During her time with Prof. Ohh, Xu was awarded the highly prestigious American Association for Cancer Research (AACR) Undergraduate Poster Award. Prof. Ohh says, “Remarkably, she entered the competition all by herself, went there by herself and came back and said ‘Dr. Ohh, I won an award!’ Not many undergraduates have the initiative or the drive to do this.”
This drive persists and Xu is currently blazing new trails as a second year student at Yale Medical School. Beyond attending medical rounds, classes and sleepless nights spent studying for exams, she’s launched the first-ever Yale Pathology Interest Group. She is also the recent recipient of the Gold Award for Academic Excellence and Achievement in Pathology from the American Society for Clinical Pathology (ASCP).
While pursuing a career as a clinician, she intends to continue pushing the boundaries in cancer research, “My past experience with research has shaped my view of medicine, in the sense that it made me realize that my role in medicine would mean more than just being a clinician or a pathologist.”
Never losing sight of the impact that research and clinical practice has on patients Xu participates in the Buddy’s Program offered at Yale. Through the program, she was partnered with a young girl with sickle cell anemia, a life-altering disease that requires ongoing blood transfusions to manage severe anemia. Xu supports her buddy through every transfusion and says, “It really helps me to remember that behind each tissue slide and behind each blood smear lies a patient. Their life and their family depend so much on the work that you do so it really helps to drive me further to be excellent in my academic pursuit. Also, I personally find it extremely rewarding.”

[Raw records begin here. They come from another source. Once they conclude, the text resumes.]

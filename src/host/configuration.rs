use crate::config::SessionDefaults;
use crate::error::CommandError;

use serde::{Deserialize, Serialize};
use serde_json::{Map, Value};
use std::collections::HashMap;
use tracing::{debug, info, warn};

#[derive(Debug, Clone, Copy, PartialEq, Eq, Default, Serialize, Deserialize)]
#[serde(rename_all = "snake_case")]
pub enum PlaneDetection {
    #[default]
    None,
    Horizontal,
    Vertical,
    Both,
}

impl PlaneDetection {
    pub fn from_code(code: u64) -> Option<Self> {
        match code {
            0 => Some(PlaneDetection::None),
            1 => Some(PlaneDetection::Horizontal),
            2 => Some(PlaneDetection::Vertical),
            3 => Some(PlaneDetection::Both),
            _ => None,
        }
    }
}

#[derive(Debug, Clone, Copy, PartialEq, Eq, Default, Serialize, Deserialize)]
#[serde(rename_all = "snake_case")]
pub enum EnvironmentTexturing {
    #[default]
    None,
    Manual,
    Automatic,
}

impl EnvironmentTexturing {
    pub fn from_code(code: u64) -> Option<Self> {
        match code {
            0 => Some(EnvironmentTexturing::None),
            1 => Some(EnvironmentTexturing::Manual),
            2 => Some(EnvironmentTexturing::Automatic),
            _ => None,
        }
    }
}

/// Image the host should detect, with its real-world width in meters
#[derive(Debug, Clone, PartialEq, Serialize, Deserialize)]
#[serde(rename_all = "camelCase")]
pub struct ReferenceImage {
    pub name: String,
    pub physical_width: f64,
}

/// Session types a host may be able to run
#[derive(Debug, Clone, Copy, PartialEq, Eq, Hash, Serialize, Deserialize)]
#[serde(rename_all = "snake_case")]
pub enum ConfigurationKind {
    WorldTracking,
    ObjectScanning,
}

impl ConfigurationKind {
    pub fn from_code(code: u64) -> Option<Self> {
        match code {
            0 => Some(ConfigurationKind::WorldTracking),
            1 => Some(ConfigurationKind::ObjectScanning),
            _ => None,
        }
    }
}

/// Lookup of named resource groups bundled with the host application
pub trait ResourceCatalog: Send + Sync {
    fn image_group(&self, name: &str) -> Option<Vec<ReferenceImage>>;

    /// Names of the reference objects in a group
    fn object_group(&self, name: &str) -> Option<Vec<String>>;

    fn supports(&self, _kind: ConfigurationKind) -> bool {
        true
    }
}

/// In-memory catalog, used by the replay binary and tests
#[derive(Debug, Clone, Default)]
pub struct StaticCatalog {
    images: HashMap<String, Vec<ReferenceImage>>,
    objects: HashMap<String, Vec<String>>,
    unsupported: Vec<ConfigurationKind>,
}

impl StaticCatalog {
    pub fn new() -> Self {
        Self::default()
    }

    pub fn with_image_group<S: Into<String>>(mut self, name: S, images: Vec<ReferenceImage>) -> Self {
        self.images.insert(name.into(), images);
        self
    }

    pub fn with_object_group<S: Into<String>>(mut self, name: S, objects: Vec<String>) -> Self {
        self.objects.insert(name.into(), objects);
        self
    }

    pub fn without_support_for(mut self, kind: ConfigurationKind) -> Self {
        self.unsupported.push(kind);
        self
    }
}

impl ResourceCatalog for StaticCatalog {
    fn image_group(&self, name: &str) -> Option<Vec<ReferenceImage>> {
        self.images.get(name).cloned()
    }

    fn object_group(&self, name: &str) -> Option<Vec<String>> {
        self.objects.get(name).cloned()
    }

    fn supports(&self, kind: ConfigurationKind) -> bool {
        !self.unsupported.contains(&kind)
    }
}

#[derive(Debug, Clone, PartialEq, Default, Serialize, Deserialize)]
pub struct WorldTrackingConfiguration {
    pub plane_detection: PlaneDetection,
    pub environment_texturing: EnvironmentTexturing,
    pub detection_images: Vec<ReferenceImage>,
    pub maximum_number_of_tracked_images: u32,
    pub detection_objects: Vec<String>,
    pub scene_reconstruction: bool,
}

/// Session configuration resolved from `init` options
#[derive(Debug, Clone, PartialEq, Serialize, Deserialize)]
#[serde(tag = "type", rename_all = "snake_case")]
pub enum TrackingConfiguration {
    WorldTracking(WorldTrackingConfiguration),
    ObjectScanning,
}

impl TrackingConfiguration {
    pub fn kind(&self) -> ConfigurationKind {
        match self {
            TrackingConfiguration::WorldTracking(_) => ConfigurationKind::WorldTracking,
            TrackingConfiguration::ObjectScanning => ConfigurationKind::ObjectScanning,
        }
    }

    /// Resolve host options on top of the configured session defaults.
    ///
    /// Unknown codes and missing resource groups are logged and leave the
    /// feature disabled; only an unsupported session type is an error.
    pub fn from_options(
        options: &Map<String, Value>,
        defaults: &SessionDefaults,
        catalog: &dyn ResourceCatalog,
    ) -> Result<Self, CommandError> {
        let kind_code = options.get("configuration").and_then(Value::as_u64).unwrap_or(0);
        let kind = ConfigurationKind::from_code(kind_code).ok_or_else(|| {
            CommandError::Unsupported {
                configuration: format!("configuration code {}", kind_code),
            }
        })?;

        if !catalog.supports(kind) {
            return Err(CommandError::Unsupported {
                configuration: format!("{:?}", kind),
            });
        }

        match kind {
            ConfigurationKind::ObjectScanning => {
                info!("Using object scanning configuration");
                Ok(TrackingConfiguration::ObjectScanning)
            }
            ConfigurationKind::WorldTracking => {
                let world = world_tracking(options, defaults, catalog);
                info!(
                    "Using world tracking configuration (planes: {:?}, texturing: {:?}, {} images, {} objects)",
                    world.plane_detection,
                    world.environment_texturing,
                    world.detection_images.len(),
                    world.detection_objects.len()
                );
                Ok(TrackingConfiguration::WorldTracking(world))
            }
        }
    }
}

fn world_tracking(
    options: &Map<String, Value>,
    defaults: &SessionDefaults,
    catalog: &dyn ResourceCatalog,
) -> WorldTrackingConfiguration {
    let mut world = WorldTrackingConfiguration {
        scene_reconstruction: defaults.scene_reconstruction,
        ..Default::default()
    };

    let plane_code = options
        .get("planeDetection")
        .and_then(Value::as_u64)
        .unwrap_or(defaults.plane_detection as u64);
    match PlaneDetection::from_code(plane_code) {
        Some(plane_detection) => world.plane_detection = plane_detection,
        None => warn!("Unknown plane detection code {}, plane detection disabled", plane_code),
    }

    let texturing_code = options
        .get("environmentTexturing")
        .and_then(Value::as_u64)
        .unwrap_or(defaults.environment_texturing as u64);
    match EnvironmentTexturing::from_code(texturing_code) {
        Some(texturing) => world.environment_texturing = texturing,
        None => warn!(
            "Unknown environment texturing code {}, texturing disabled",
            texturing_code
        ),
    }

    let image_group = options
        .get("detectionImagesGroupName")
        .and_then(Value::as_str)
        .map(str::to_string)
        .or_else(|| defaults.detection_images_group_name.clone());
    if let Some(group) = image_group {
        match catalog.image_group(&group) {
            Some(images) => world.detection_images = images,
            None => warn!("Detection image group '{}' not found, image detection disabled", group),
        }
    }

    // Inline images replace any group lookup
    if let Some(images) = options.get("detectionImages") {
        match serde_json::from_value::<Vec<ReferenceImage>>(images.clone()) {
            Ok(images) => world.detection_images = images,
            Err(e) => warn!("Ignoring malformed detectionImages: {}", e),
        }
    }

    let tracked_images = options
        .get("maximumNumberOfTrackedImages")
        .and_then(Value::as_u64)
        .and_then(|count| match u32::try_from(count) {
            Ok(count) => Some(count),
            Err(_) => {
                warn!("Ignoring out of range maximumNumberOfTrackedImages {}", count);
                None
            }
        });
    world.maximum_number_of_tracked_images = tracked_images
        .or(defaults.maximum_number_of_tracked_images)
        .unwrap_or(0);

    let object_group = options
        .get("referenceObjectsGroupName")
        .and_then(Value::as_str)
        .unwrap_or(&defaults.reference_objects_group_name);
    match catalog.object_group(object_group) {
        Some(objects) => {
            debug!("Loaded {} reference objects from '{}'", objects.len(), object_group);
            world.detection_objects = objects;
        }
        None => warn!(
            "Reference object group '{}' not found, object detection disabled",
            object_group
        ),
    }

    if let Some(reconstruction) = options.get("sceneReconstruction").and_then(Value::as_bool) {
        world.scene_reconstruction = reconstruction;
    }

    world
}
use super::input::HostInput;
use super::state::TrackingState;
use crate::anchors::{Anchor, AnchorNodeSynchronizer};
use crate::classify::{
    ClassificationDispatcher, ClassificationOutcome, Classifier, DispatcherStats,
};
use crate::config::ArSceneConfig;
use crate::error::{ArSceneError, CommandError, Result};
use crate::events::{EventSink, HostEvent};
use crate::frame::{CameraImage, TrackedFrame};
use crate::host::{CommandResponse, HostCommand, ResourceCatalog, StaticCatalog, TrackingConfiguration};
use crate::markers::{MarkerDeduplicator, MarkerPlacer};
use crate::motion::MotionGate;
use crate::scene::{Geometry, NodeId, Scene};

use bytes::Bytes;
use nalgebra::{Matrix4, Vector3};
use serde::Serialize;
use std::sync::Arc;
use tokio::sync::mpsc;
use tracing::{debug, error, info, warn};

/// Counters for a single tracking session
#[derive(Debug, Clone, Default, PartialEq, Serialize)]
pub struct SessionStats {
    pub frames_received: u64,
    pub frames_ignored: u64,
    pub movements: u64,
    pub markers_placed: u64,
    pub duplicate_positions: u64,
    pub velocity_warnings: u64,
    pub classifications_submitted: u64,
    pub labels_placed: u64,
    pub classification_failures: u64,
    pub events_emitted: u64,
    pub emit_failures: u64,
}

impl SessionStats {
    pub fn log_summary(&self) {
        info!(
            "Session summary: {} frames ({} ignored), {} movements, {} markers, {} duplicates skipped",
            self.frames_received,
            self.frames_ignored,
            self.movements,
            self.markers_placed,
            self.duplicate_positions
        );
        info!(
            "Classifications: {} submitted, {} labels placed, {} failed; {} events emitted, {} delivery failures",
            self.classifications_submitted,
            self.labels_placed,
            self.classification_failures,
            self.events_emitted,
            self.emit_failures
        );
    }
}

/// State owned by the tracking context.
///
/// Every method runs on that context. Classification is the only work
/// handed off; its results come back through [`Self::apply_classification`].
pub struct TrackingSession {
    config: ArSceneConfig,
    sink: Arc<dyn EventSink>,
    catalog: Arc<dyn ResourceCatalog>,
    classifier: Option<Arc<dyn Classifier>>,
    gate: MotionGate,
    markers: MarkerDeduplicator,
    placer: MarkerPlacer,
    scene: Scene,
    anchors: AnchorNodeSynchronizer,
    dispatcher: Option<ClassificationDispatcher>,
    dispatcher_generation: u64,
    classification_results: Option<mpsc::UnboundedReceiver<ClassificationOutcome>>,
    configuration: Option<TrackingConfiguration>,
    recording: bool,
    last_camera_position: Option<Vector3<f64>>,
    pending_classifications: usize,
    stats: SessionStats,
}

Not only is she impacting the lives of those around her, she also wants to improve the lives of millions through an entrepreneurial venture with former LMP students Boken Lin and Lex Wei. The group has been working on a social media application at the intersection of biomedical research and engineering. “It’s been extremely interesting in terms of the business challenges that we have to consider.” Xu points out. She adds, “It’s exciting to take problem solving outside of the classroom or laboratory.” At this rate, it’s not difficult to imagine her going toe to toe with Kevin O’Leary on the CBC’s Dragons’ Den.
When Xu isn’t in the lab, clinic or launching the next social media platform, you’ll find her throwing kicks in the taekwondo ring. Combining agility, flexibility and making quick decisions under pressure, she excels at this form of martial art. As part of the Yale taekwondo team, she is a fierce competitor and most recently won a bronze medal at the MIT National Collegiate Taekwondo Tournament.
Where will her passion lead her next? Deeply interested in pursuing clinical practice, cancer research and her entrepreneurial venture, it’s a given that she’ll continue to kick it up a notch in and outside of the ring.